Ladislaus the First, son of Bela, King of Hungary, was born in 1041. By the pertinacious importunity of the people he was compelled, much against his own inclination, to ascend the throne, in 1080.
He restored the good laws and discipline which St Stephen had established and which seem to have been obliterated by the confusion of the times. Chastity, meekness, gravity, charity and piety were from his infancy the distinguishing parts of his character, avarice and ambition were his sovereign aversion, so perfectly had the maxims of the Gospel extinguished in him all propensity to those base passions.
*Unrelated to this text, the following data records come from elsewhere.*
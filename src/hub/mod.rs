//! Realtime auction hub: wire protocol, transport, group membership and
//! the connection manager that ties them together.

pub mod connection;
pub mod groups;
pub mod protocol;
pub mod retry;
pub mod transport;
pub mod ws_transport;

pub use connection::ConnectionManager;
pub use groups::{GroupMembership, ReplayReport};
pub use protocol::HubFrame;
pub use retry::RetryPolicy;
pub use transport::{HubConnector, HubLink, HubReader, HubWriter};
pub use ws_transport::WsConnector;
//! # agrimarket-client
//!
//! Session-token lifecycle and realtime auction synchronization for the
//! agricultural marketplace client.
//!
//! The crate keeps one durable hub connection alive, refreshes the bearer
//! token without ever running two exchanges at once, and fans server
//! pushes out to any number of subscribers. Screens and navigation are
//! out of scope; they consume [`MarketClient`] and the
//! [`EventRegistry`](domain::EventRegistry).
//!
//! ## Architecture
//!
//! ```text
//! UI surfaces
//!     │
//!     ├── MarketClient (client)
//!     │
//!     ├── AuthenticatedClient ── NotificationService (api/)
//!     ├── ConnectionManager ── GroupMembership (hub/)
//!     │        │
//!     │        └── EventRegistry (domain/)
//!     │
//!     ├── RefreshCoordinator (auth/)   single-flight token refresh
//!     │
//!     └── TokenStore (auth/)           memory or file backed
//! ```

pub mod api;
pub mod auth;
pub mod client;
pub mod config;
pub mod domain;
pub mod error;
pub mod hub;

#[cfg(test)]
mod test_support;

pub use client::{ClientParts, MarketClient};
pub use config::ClientConfig;
pub use error::ClientError;
//! vanir - vanity import path server.
//!
//! CLI entry point: `serve` runs the resolution and ops listeners, the
//! remaining sub-commands manage entries through the selected backend.

use std::net::{IpAddr, SocketAddr};
use std::path::PathBuf;
use std::process::ExitCode;
use std::sync::Arc;
use std::time::Duration;

use clap::{Parser, Subcommand, ValueEnum};
use tracing::{error, info};
use tracing_subscriber::EnvFilter;
use vanir::{Backend, MemoryBackend};
use vanir_store::{FileBackend, SqliteBackend};

mod commands;
mod config;
mod error;
mod handler;
mod metrics;
mod ops;
mod output;

use config::ServerConfig;
use error::{Result, ServerError};
use metrics::Metrics;

#[derive(Parser, Debug)]
#[command(name = "vanir")]
#[command(author, version, about = "Vanity import path server", long_about = None)]
struct Cli {
    #[command(subcommand)]
    command: Commands,

    /// Storage backend serving the vanity entries
    #[arg(long, value_enum, env = "VANIR_BACKEND", default_value = "memory", global = true)]
    backend: BackendKind,

    /// TOML file holding the entries (backend `file`)
    #[arg(long, env = "VANIR_FILE", global = true)]
    file: Option<PathBuf>,

    /// Database connection string (backend `sqlite`)
    #[arg(long, env = "VANIR_DATABASE_URL", default_value = "sqlite:./vanir.db", global = true)]
    database_url: String,

    /// Enable verbose output
    #[arg(short, long, global = true)]
    verbose: bool,
}

#[derive(Copy, Clone, Debug, PartialEq, Eq, ValueEnum)]
enum BackendKind {
    Memory,
    File,
    Sqlite,
}

#[derive(Subcommand, Debug)]
enum Commands {
    /// Serve vanity URLs over HTTP
    Serve,
    /// Add a vanity URL
    Add {
        import_path: String,
        vcs: String,
        vcs_root: String,
    },
    /// Get a vanity URL
    Get {
        import_path: String,
        /// Output in JSON
        #[arg(long)]
        json: bool,
    },
    /// Remove a vanity URL
    Remove { import_path: String },
    /// List vanity URLs
    List {
        /// Output in JSON
        #[arg(long)]
        json: bool,
    },
}

#[tokio::main]
async fn main() -> ExitCode {
    dotenv::dotenv().ok();
    let cli = Cli::parse();

    let filter = if cli.verbose {
        EnvFilter::new("vanir=debug,vanir_server=debug,tower_http=debug")
    } else {
        EnvFilter::try_from_default_env()
            .unwrap_or_else(|_| EnvFilter::new("vanir=info,vanir_server=info"))
    };
    tracing_subscriber::fmt().with_env_filter(filter).init();

    match run(cli).await {
        Ok(()) => ExitCode::SUCCESS,
        Err(err) => {
            error!("{err}");
            ExitCode::FAILURE
        }
    }
}

async fn run(cli: Cli) -> Result<()> {
    let backend = open_backend(&cli).await?;

    let outcome = match &cli.command {
        Commands::Serve => serve(backend.clone()).await,
        Commands::Add {
            import_path,
            vcs,
            vcs_root,
        } => commands::add(backend.as_ref(), import_path, vcs, vcs_root).await,
        Commands::Get { import_path, json } => {
            commands::get(backend.as_ref(), import_path, *json).await
        }
        Commands::Remove { import_path } => commands::remove(backend.as_ref(), import_path).await,
        Commands::List { json } => commands::list(backend.as_ref(), *json).await,
    };

    let closed = backend.close().await;
    outcome?;
    closed.map_err(ServerError::from)
}

async fn open_backend(cli: &Cli) -> Result<Arc<dyn Backend>> {
    let backend: Arc<dyn Backend> = match cli.backend {
        BackendKind::Memory => Arc::new(MemoryBackend::new()),
        BackendKind::File => {
            let path = cli.file.as_ref().ok_or_else(|| {
                ServerError::Config("--file is required for the file backend".to_string())
            })?;
            Arc::new(FileBackend::from_path(path).await?)
        }
        BackendKind::Sqlite => Arc::new(SqliteBackend::connect(&cli.database_url).await?),
    };
    Ok(backend)
}

async fn serve(backend: Arc<dyn Backend>) -> Result<()> {
    let config = ServerConfig::from_env()?;
    let host: IpAddr = config
        .host
        .parse()
        .map_err(|_| ServerError::Config("Invalid VANIR_HOST value".to_string()))?;

    let metrics = Arc::new(Metrics::new());

    let vanity = handler::router(Arc::new(handler::VanityState {
        backend: backend.clone(),
        doc_base_url: config.doc_base_url.clone(),
        call_deadline: Duration::from_secs(config.call_deadline_seconds),
        metrics: metrics.clone(),
    }));
    let ops = ops::router(Arc::new(ops::OpsState { backend, metrics }));

    let vanity_addr = SocketAddr::new(host, config.port);
    let ops_addr = SocketAddr::new(host, config.ops_port);

    let vanity_listener = tokio::net::TcpListener::bind(vanity_addr).await?;
    let ops_listener = tokio::net::TcpListener::bind(ops_addr).await?;

    info!("resolution listener on http://{vanity_addr}");
    info!("ops listener on http://{ops_addr}");

    let ops_task = tokio::spawn(async move {
        axum::serve(ops_listener, ops)
            .with_graceful_shutdown(shutdown_signal())
            .await
    });

    axum::serve(vanity_listener, vanity)
        .with_graceful_shutdown(shutdown_signal())
        .await?;

    if let Ok(result) = ops_task.await {
        result?;
    }

    info!("vanir exited");
    Ok(())
}

async fn shutdown_signal() {
    #[cfg(unix)]
    {
        use tokio::signal::unix::{SignalKind, signal};
        let mut sigterm =
            signal(SignalKind::terminate()).expect("failed to register SIGTERM handler");
        tokio::select! {
            _ = sigterm.recv() => {}
            _ = tokio::signal::ctrl_c() => {}
        }
    }

    #[cfg(not(unix))]
    {
        let _ = tokio::signal::ctrl_c().await;
    }
}
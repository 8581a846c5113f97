//! Storage backends for the vanir service.
//!
//! [`FileBackend`] serves a fixed entry set loaded from a TOML document;
//! [`SqliteBackend`] (feature `sqlite`, on by default) persists entries in
//! a SQLite database.

pub mod file;

#[cfg(feature = "sqlite")]
pub mod sqlite;

pub use file::FileBackend;

#[cfg(feature = "sqlite")]
pub use sqlite::SqliteBackend;
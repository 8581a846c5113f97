//! Cooperative cancellation for listing operations.

use std::sync::Arc;
use std::sync::atomic::{AtomicBool, Ordering};
use std::time::{Duration, Instant};

use crate::error::{BackendError, Result};

/// Cancellation token handed to [`Backend::list`](crate::Backend::list).
///
/// All clones observe the same flag. A token fires either explicitly via
/// [`cancel`](Cancellation::cancel) or implicitly once its deadline passes;
/// once fired it never resets.
#[derive(Debug, Clone, Default)]
pub struct Cancellation {
    cancelled: Arc<AtomicBool>,
    deadline: Option<Instant>,
}

impl Cancellation {
    /// A token that never fires on its own.
    pub fn new() -> Self {
        Self::default()
    }

    /// A token that fires once `timeout` has elapsed.
    pub fn with_timeout(timeout: Duration) -> Self {
        Self {
            cancelled: Arc::default(),
            deadline: Some(Instant::now() + timeout),
        }
    }

    /// Cancel the token.
    pub fn cancel(&self) {
        self.cancelled.store(true, Ordering::SeqCst);
    }

    pub fn is_cancelled(&self) -> bool {
        if self.cancelled.load(Ordering::SeqCst) {
            return true;
        }
        matches!(self.deadline, Some(deadline) if Instant::now() >= deadline)
    }

    /// Fail with [`BackendError::Cancelled`] if the token has fired.
    pub fn check(&self) -> Result<()> {
        if self.is_cancelled() {
            Err(BackendError::Cancelled)
        } else {
            Ok(())
        }
    }
}

#[cfg(test)]
mod tests {
    use super::*;

    #[test]
    fn fresh_token_is_not_cancelled() {
        let cancel = Cancellation::new();
        assert!(!cancel.is_cancelled());
        assert!(cancel.check().is_ok());
    }

    #[test]
    fn cancel_is_observed_by_clones() {
        let cancel = Cancellation::new();
        let clone = cancel.clone();

        cancel.cancel();

        assert!(clone.is_cancelled());
        assert!(matches!(clone.check(), Err(BackendError::Cancelled)));
    }

    #[test]
    fn elapsed_deadline_fires() {
        let cancel = Cancellation::with_timeout(Duration::ZERO);
        assert!(cancel.is_cancelled());
        assert!(matches!(cancel.check(), Err(BackendError::Cancelled)));
    }

    #[test]
    fn pending_deadline_does_not_fire() {
        let cancel = Cancellation::with_timeout(Duration::from_secs(3600));
        assert!(cancel.check().is_ok());
    }
}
His life in the palace was most austere; he was frugal and abstemious but most liberal to the Church and the poor. Vanity, pleasure, or idle amusements had no share in his actions or time, because all his moments were consecrated to the exercises of religion and the duties of his station, in which he had only the divine will in view and sought only God’s greater honour.
He watched over a strict and impartial administration of justice, was generous and merciful to his enemies and vigorous in the defence of his country and the Church. He drove the Huns out of his territories and vanquished the Poles, Russians and Tartars.
He was preparing to command, as general-in-chief, the great expedition of the Christians against the Saracens for the recovery of the Holy Land, for Ladislaus believed that he was called to die for Christ, when God called him to Himself, on 30 July, 1095.
Legend says that Géza, Ladisluas’s brother, decided to build a church dedicated to the Holy Virgin in Vác after Ladislaus explained the significance of the wondrous appearance of a red deer at the place where the church would be erected:
As [King Géza and Duke Ladislaus] were standing at a spot near [Vác], where is now the church of the blessed apostle Peter, a stag appeared to them with many candles burning upon his horns and it began to run swifly before them towards the wood and at the spot where is now the monastery, it halted and stood still. When the soldiers shot their arrows at it, it leapt into the Danube and they saw it no more. At this sight the blessed Ladislaus said: “Truly that was no stag but an angel from God.” And King [Géza] said: “Tell me, beloved brother, what may all the candles signify which we saw burning on the stag’s horns.” The blessed Ladislaus answered: “They are not horns but wings, they are not burning candles but shining feathers. It has shown to us that we are to build the church of the Blessed Virgin on the place where it planted its feet and not elsewhere.” — The Hungarian Illuminated Chronicle
Ladislaus was Canonised on 27 June 1192 by Pope Celestine III. Legends depict him as a pious knight-king, “the incarnation of the late-medieval Hungarian ideal of chivalry.” He is a popular saint in Hungary and neighbouring nations, where many churches are dedicated to him.